Available data:
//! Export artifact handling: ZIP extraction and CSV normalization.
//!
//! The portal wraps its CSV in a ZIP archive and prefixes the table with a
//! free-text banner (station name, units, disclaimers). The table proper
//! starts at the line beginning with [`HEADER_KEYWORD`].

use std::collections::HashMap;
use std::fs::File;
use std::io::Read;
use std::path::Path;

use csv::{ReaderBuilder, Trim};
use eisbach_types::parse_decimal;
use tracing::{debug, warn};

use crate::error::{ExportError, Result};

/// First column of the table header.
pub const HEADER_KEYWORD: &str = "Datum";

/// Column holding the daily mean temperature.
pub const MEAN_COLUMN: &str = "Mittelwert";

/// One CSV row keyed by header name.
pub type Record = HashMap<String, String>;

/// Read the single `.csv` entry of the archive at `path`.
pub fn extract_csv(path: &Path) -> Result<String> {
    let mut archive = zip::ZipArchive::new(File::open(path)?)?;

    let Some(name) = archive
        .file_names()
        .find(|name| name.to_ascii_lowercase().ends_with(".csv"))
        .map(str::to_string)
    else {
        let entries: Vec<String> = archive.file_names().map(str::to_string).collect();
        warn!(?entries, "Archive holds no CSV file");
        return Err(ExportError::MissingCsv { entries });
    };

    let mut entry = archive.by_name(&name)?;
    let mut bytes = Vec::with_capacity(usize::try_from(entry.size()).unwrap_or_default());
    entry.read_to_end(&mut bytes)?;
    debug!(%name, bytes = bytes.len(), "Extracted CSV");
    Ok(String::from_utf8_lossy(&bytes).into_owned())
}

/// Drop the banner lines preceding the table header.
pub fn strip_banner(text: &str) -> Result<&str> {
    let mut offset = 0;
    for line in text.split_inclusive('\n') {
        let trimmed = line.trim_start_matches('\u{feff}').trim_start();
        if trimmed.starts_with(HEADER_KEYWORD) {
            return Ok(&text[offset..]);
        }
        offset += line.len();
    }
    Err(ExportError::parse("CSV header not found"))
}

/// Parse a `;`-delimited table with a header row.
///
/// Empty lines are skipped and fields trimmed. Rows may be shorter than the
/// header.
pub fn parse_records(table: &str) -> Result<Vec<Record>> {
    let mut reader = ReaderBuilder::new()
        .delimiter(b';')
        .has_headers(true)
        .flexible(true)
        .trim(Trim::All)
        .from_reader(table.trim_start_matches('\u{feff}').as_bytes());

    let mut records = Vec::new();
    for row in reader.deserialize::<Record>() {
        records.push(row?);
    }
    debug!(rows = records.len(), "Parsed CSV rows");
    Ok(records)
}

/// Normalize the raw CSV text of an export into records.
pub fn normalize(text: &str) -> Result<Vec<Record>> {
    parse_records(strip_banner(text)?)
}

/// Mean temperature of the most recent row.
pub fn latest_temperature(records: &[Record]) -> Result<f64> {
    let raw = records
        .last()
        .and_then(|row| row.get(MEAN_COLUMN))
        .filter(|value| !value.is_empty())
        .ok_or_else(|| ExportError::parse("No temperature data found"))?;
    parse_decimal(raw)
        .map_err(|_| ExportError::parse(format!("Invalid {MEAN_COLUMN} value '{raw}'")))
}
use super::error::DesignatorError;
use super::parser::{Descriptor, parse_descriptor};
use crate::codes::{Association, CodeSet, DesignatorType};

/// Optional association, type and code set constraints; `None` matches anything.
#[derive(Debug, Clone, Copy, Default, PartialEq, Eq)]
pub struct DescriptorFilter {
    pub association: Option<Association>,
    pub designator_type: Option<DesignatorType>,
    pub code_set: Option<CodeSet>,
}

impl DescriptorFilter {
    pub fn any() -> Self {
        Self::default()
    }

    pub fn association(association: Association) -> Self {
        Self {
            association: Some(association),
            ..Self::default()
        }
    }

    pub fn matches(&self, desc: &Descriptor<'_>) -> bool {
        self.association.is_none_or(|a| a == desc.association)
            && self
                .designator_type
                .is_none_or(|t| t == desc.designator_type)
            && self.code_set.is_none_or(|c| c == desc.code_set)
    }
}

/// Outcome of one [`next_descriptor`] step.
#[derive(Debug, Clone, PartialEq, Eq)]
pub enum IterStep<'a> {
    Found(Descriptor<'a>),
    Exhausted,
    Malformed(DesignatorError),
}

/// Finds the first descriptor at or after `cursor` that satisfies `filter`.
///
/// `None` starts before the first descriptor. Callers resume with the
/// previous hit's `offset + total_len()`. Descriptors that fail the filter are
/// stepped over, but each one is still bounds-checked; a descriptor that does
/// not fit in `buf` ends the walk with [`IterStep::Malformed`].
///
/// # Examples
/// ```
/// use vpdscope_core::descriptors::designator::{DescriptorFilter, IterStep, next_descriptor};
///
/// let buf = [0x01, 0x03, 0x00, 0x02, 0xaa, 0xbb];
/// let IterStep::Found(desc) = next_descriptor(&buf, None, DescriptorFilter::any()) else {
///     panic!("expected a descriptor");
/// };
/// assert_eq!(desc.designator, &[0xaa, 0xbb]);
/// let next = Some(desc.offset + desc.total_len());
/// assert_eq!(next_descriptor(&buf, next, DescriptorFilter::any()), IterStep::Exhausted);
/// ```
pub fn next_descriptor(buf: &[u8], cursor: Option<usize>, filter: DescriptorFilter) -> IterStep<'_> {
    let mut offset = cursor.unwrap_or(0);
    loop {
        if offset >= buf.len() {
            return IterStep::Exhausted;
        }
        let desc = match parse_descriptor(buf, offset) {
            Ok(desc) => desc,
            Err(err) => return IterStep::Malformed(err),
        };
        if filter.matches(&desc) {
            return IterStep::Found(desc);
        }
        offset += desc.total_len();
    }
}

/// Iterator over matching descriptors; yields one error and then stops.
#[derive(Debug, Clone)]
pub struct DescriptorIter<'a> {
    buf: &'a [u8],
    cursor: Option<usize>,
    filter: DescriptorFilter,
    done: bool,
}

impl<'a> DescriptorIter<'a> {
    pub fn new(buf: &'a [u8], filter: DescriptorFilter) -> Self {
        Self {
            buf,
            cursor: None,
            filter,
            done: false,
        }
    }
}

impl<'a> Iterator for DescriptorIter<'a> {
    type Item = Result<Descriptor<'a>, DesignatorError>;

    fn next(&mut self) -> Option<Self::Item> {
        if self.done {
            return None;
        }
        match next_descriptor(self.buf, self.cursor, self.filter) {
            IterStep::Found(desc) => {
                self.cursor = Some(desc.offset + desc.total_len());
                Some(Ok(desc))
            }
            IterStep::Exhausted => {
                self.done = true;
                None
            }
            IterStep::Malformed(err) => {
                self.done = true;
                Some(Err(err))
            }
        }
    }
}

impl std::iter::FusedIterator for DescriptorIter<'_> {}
---
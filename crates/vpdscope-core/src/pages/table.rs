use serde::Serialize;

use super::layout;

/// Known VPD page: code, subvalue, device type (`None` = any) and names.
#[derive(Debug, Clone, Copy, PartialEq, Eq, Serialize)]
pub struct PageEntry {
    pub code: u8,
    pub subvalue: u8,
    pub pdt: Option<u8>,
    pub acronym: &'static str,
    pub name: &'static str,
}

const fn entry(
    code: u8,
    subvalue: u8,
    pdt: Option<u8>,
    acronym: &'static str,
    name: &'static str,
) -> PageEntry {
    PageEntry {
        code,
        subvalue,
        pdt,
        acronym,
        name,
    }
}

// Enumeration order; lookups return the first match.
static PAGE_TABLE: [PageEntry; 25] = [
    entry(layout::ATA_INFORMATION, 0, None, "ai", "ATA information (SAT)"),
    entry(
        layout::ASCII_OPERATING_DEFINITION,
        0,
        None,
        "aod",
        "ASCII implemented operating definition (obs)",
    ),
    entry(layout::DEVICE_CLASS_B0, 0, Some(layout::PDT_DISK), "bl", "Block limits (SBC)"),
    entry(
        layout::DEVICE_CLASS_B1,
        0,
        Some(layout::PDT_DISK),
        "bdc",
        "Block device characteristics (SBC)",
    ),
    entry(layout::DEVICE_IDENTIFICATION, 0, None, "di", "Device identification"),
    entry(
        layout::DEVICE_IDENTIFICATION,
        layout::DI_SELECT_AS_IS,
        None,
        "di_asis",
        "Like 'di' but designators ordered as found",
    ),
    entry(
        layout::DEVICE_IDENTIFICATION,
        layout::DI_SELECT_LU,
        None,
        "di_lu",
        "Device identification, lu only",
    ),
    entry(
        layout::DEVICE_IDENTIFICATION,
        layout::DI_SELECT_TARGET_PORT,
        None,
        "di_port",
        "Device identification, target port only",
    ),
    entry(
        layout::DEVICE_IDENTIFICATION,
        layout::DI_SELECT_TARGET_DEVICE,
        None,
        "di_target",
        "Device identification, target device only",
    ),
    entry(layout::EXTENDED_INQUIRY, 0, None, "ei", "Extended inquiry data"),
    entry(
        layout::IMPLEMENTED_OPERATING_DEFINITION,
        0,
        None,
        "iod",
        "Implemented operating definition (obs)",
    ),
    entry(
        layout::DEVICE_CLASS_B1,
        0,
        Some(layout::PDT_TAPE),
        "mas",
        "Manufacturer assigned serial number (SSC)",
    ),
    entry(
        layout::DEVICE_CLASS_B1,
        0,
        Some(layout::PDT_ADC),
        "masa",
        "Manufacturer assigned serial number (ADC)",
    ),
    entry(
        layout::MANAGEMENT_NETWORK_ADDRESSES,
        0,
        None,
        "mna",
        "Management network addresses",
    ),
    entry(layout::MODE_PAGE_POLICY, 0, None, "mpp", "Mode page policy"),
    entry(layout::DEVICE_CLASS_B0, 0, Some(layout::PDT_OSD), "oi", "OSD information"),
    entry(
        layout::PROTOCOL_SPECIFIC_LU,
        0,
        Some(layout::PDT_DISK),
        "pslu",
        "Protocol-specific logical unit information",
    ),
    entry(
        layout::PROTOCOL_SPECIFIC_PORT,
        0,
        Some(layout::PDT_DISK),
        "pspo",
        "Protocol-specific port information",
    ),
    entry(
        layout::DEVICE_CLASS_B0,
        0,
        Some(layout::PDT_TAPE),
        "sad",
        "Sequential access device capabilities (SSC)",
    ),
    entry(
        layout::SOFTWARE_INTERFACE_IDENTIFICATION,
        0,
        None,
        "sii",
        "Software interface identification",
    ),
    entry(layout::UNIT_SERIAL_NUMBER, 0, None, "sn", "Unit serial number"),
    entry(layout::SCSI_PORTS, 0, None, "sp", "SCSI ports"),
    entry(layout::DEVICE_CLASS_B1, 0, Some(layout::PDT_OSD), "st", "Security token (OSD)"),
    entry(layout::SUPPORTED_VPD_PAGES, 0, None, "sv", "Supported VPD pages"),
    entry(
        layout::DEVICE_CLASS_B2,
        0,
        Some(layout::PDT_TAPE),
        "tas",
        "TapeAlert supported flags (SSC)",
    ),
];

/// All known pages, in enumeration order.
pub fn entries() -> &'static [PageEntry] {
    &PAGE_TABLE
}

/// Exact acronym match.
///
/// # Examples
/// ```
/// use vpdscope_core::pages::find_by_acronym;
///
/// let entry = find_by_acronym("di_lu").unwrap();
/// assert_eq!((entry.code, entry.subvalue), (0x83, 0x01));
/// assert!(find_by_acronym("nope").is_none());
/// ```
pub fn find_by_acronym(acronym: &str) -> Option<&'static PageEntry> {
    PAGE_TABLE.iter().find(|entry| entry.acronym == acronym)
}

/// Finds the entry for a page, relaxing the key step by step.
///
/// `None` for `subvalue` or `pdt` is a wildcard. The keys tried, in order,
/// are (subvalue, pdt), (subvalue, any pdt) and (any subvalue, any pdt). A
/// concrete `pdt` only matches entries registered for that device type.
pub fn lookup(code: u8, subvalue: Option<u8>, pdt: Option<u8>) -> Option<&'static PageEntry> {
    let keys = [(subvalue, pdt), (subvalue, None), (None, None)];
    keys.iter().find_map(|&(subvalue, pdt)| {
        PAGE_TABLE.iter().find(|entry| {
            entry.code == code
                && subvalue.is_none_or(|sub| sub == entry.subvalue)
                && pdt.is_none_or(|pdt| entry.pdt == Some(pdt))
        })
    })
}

Work order: Say how many lines of the records include the word "entries", and give nothing but the number.

Response for this exercise: 5